I have a question about auditing a physicians documentation.  Some physicians document using a template and others only dictate a letter to the referring physician for any type of office visit.  I am not sure if this type of documentation is correct and will cover all the key points needed to code an E/M code.  The letter does not have a Chief Complaint, however it is documented in writting on a separate form.  The letter does not refer to any ROS. The HPI, PSFH, and exam is documented.  Please let me know any thoughts on using referral letters as office documentation.


----------



## FTessaBartels (Feb 27, 2012)

*It's the content not the format that matters*

It is the content of the documentation, not the format of it that matters.  Whether it is written in the form of a letter to the patient's PMC, documented on a comprehensive EHR format, or scribbled on the back of a napkin (God forbid, but bear with me for illustration purposes) ... as long as the patient is clearly identified, along with the date and place of service, and the provider signs it, it is documentation of the service.  

Now, using a template makes it easier on the coder, and also helps to nudge the provider into providing more comprehensive documentation, but I've had providers give a fully documented level 5 new patient visit as a letter to the patient's primary physician.  It just takes more work on my part to find the key elements. 

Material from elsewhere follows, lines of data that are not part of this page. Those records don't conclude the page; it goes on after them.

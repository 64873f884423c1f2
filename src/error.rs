//! Error taxonomy.
//!
//! Each subsystem has its own error enum; [`SpectralError`] wraps them so
//! callers can propagate everything with `?`:
//! - [`BasisError`]: transform shape and derivative-order mismatches
//! - [`FieldError`]: space/rank mismatches between fields
//! - [`ExprError`]: malformed or unsupported operator trees
//! - [`AssemblyError`]: unknown/equation count mismatches per pencil
//! - [`SingularSystemError`]: factorization failures
//! - [`ConvergenceError`]: reserved for iterative fallbacks
//! - [`CflError`]: non-finite velocities in the step-size controller

use thiserror::Error;

/// Errors raised by bases and their transforms.
#[derive(Error, Debug, Clone, PartialEq)]
pub enum BasisError {
    #[error("data length {actual} does not match expected {expected} for {context}")]
    ShapeMismatch {
        context: &'static str,
        expected: usize,
        actual: usize,
    },

    #[error("derivative order {requested} exceeds supported depth {supported}")]
    DerivativeDepth { requested: usize, supported: usize },

    #[error("invalid basis parameter: {0}")]
    InvalidParameter(String),

    #[error("Gamma function only defined here for positive half-integers, got {0}")]
    GammaArgument(f64),
}

/// Errors raised when combining or transforming fields.
#[derive(Error, Debug, Clone, PartialEq)]
pub enum FieldError {
    #[error("field '{name}' has incompatible space: {reason}")]
    IncompatibleSpace { name: String, reason: String },

    #[error("tensor rank mismatch: expected {expected}, found {found}")]
    RankMismatch { expected: usize, found: usize },

    #[error("unsupported tensor rank {rank} for {context}")]
    UnsupportedRank { rank: usize, context: &'static str },

    #[error(transparent)]
    Basis(#[from] BasisError),
}

/// Errors raised while evaluating or linearizing expressions.
#[derive(Error, Debug, Clone, PartialEq)]
pub enum ExprError {
    #[error("operator {op} is not supported here: {reason}")]
    Unsupported { op: &'static str, reason: String },

    #[error("term is nonlinear in the unknowns: {0}")]
    NonlinearTerm(String),

    #[error("time derivative cannot be evaluated numerically")]
    TimeDerivativeEvaluation,

    #[error("operand ranks incompatible for {op}: {left} and {right}")]
    RankMismatch {
        op: &'static str,
        left: usize,
        right: usize,
    },

    #[error(transparent)]
    Field(#[from] FieldError),

    #[error(transparent)]
    Basis(#[from] BasisError),
}

/// Errors raised while building per-pencil systems.
#[derive(Error, Debug, Clone, PartialEq)]
pub enum AssemblyError {
    #[error("pencil {pencil}: {equations} equation rows for {unknowns} unknown coefficients")]
    DimensionMismatch {
        pencil: String,
        equations: usize,
        unknowns: usize,
    },

    #[error("equation {index} contains no unknowns")]
    NoUnknowns { index: usize },

    #[error("equation {index}: left and right sides differ ({reason})")]
    SideMismatch { index: usize, reason: String },

    #[error("problem has no equations")]
    Empty,

    #[error("variable '{0}' listed twice")]
    DuplicateVariable(String),

    #[error("invalid problem domain: {0}")]
    Domain(String),

    #[error("equation {index}: condition '{condition}' does not apply to this domain")]
    InvalidCondition { index: usize, condition: String },

    #[error("equation {index}: {source}")]
    Expression {
        index: usize,
        #[source]
        source: ExprError,
    },
}

/// Raised when a per-pencil implicit matrix cannot be factorized.
#[derive(Error, Debug, Clone, PartialEq)]
#[error("singular system in pencil {pencil}: smallest pivot {pivot:e} (largest {max_pivot:e})")]
pub struct SingularSystemError {
    pub pencil: String,
    pub pivot: f64,
    pub max_pivot: f64,
}

/// Reserved for iterative solvers.
#[derive(Error, Debug, Clone, PartialEq)]
#[error("iteration did not converge after {iterations} iterations (residual {residual:e})")]
pub struct ConvergenceError {
    pub iterations: usize,
    pub residual: f64,
}

/// Errors raised by the CFL controller.
#[derive(Error, Debug, Clone, PartialEq)]
pub enum CflError {
    #[error("non-finite velocity encountered in '{0}'")]
    NonFiniteVelocity(String),

    #[error("invalid CFL configuration: {0}")]
    InvalidConfig(String),
}

/// Top-level error type.
#[derive(Error, Debug, Clone, PartialEq)]
pub enum SpectralError {
    #[error(transparent)]
    Basis(#[from] BasisError),

    #[error(transparent)]
    Field(#[from] FieldError),

    #[error(transparent)]
    Expr(#[from] ExprError),

    #[error(transparent)]
    Assembly(#[from] AssemblyError),

    #[error(transparent)]
    Singular(#[from] SingularSystemError),

    #[error(transparent)]
    Convergence(#[from] ConvergenceError),

    #[error(transparent)]
    Cfl(#[from] CflError),

    #[error("invalid process mesh: {0}")]
    Mesh(String),

    #[error("checkpoint does not match solver state: {0}")]
    Checkpoint(String),

    #[error("output handler: {0}")]
    Output(String),

    #[error("solver is in state {state}, cannot {action}")]
    InvalidState {
        state: &'static str,
        action: &'static str,
    },
}

/// Crate-wide result alias.
pub type Result<T> = std::result::Result<T, SpectralError>;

The ROS and PFSH can be on a totally separate document, and that information completed by the patient or anyone else.  However, to count as documentation for THIS service on THIS date, the physician must indicate that s/he has reviewed the ROS & PFSH and identify where that information can be found. For *example*:  ROS and PFSH on patient questionaire completed mm/dd/yy reviewed today; no pertinent positives; patient denies any xxxx or yyyy. 

Hope that helps.

F Tessa Bartels, CPC, CEMC


----------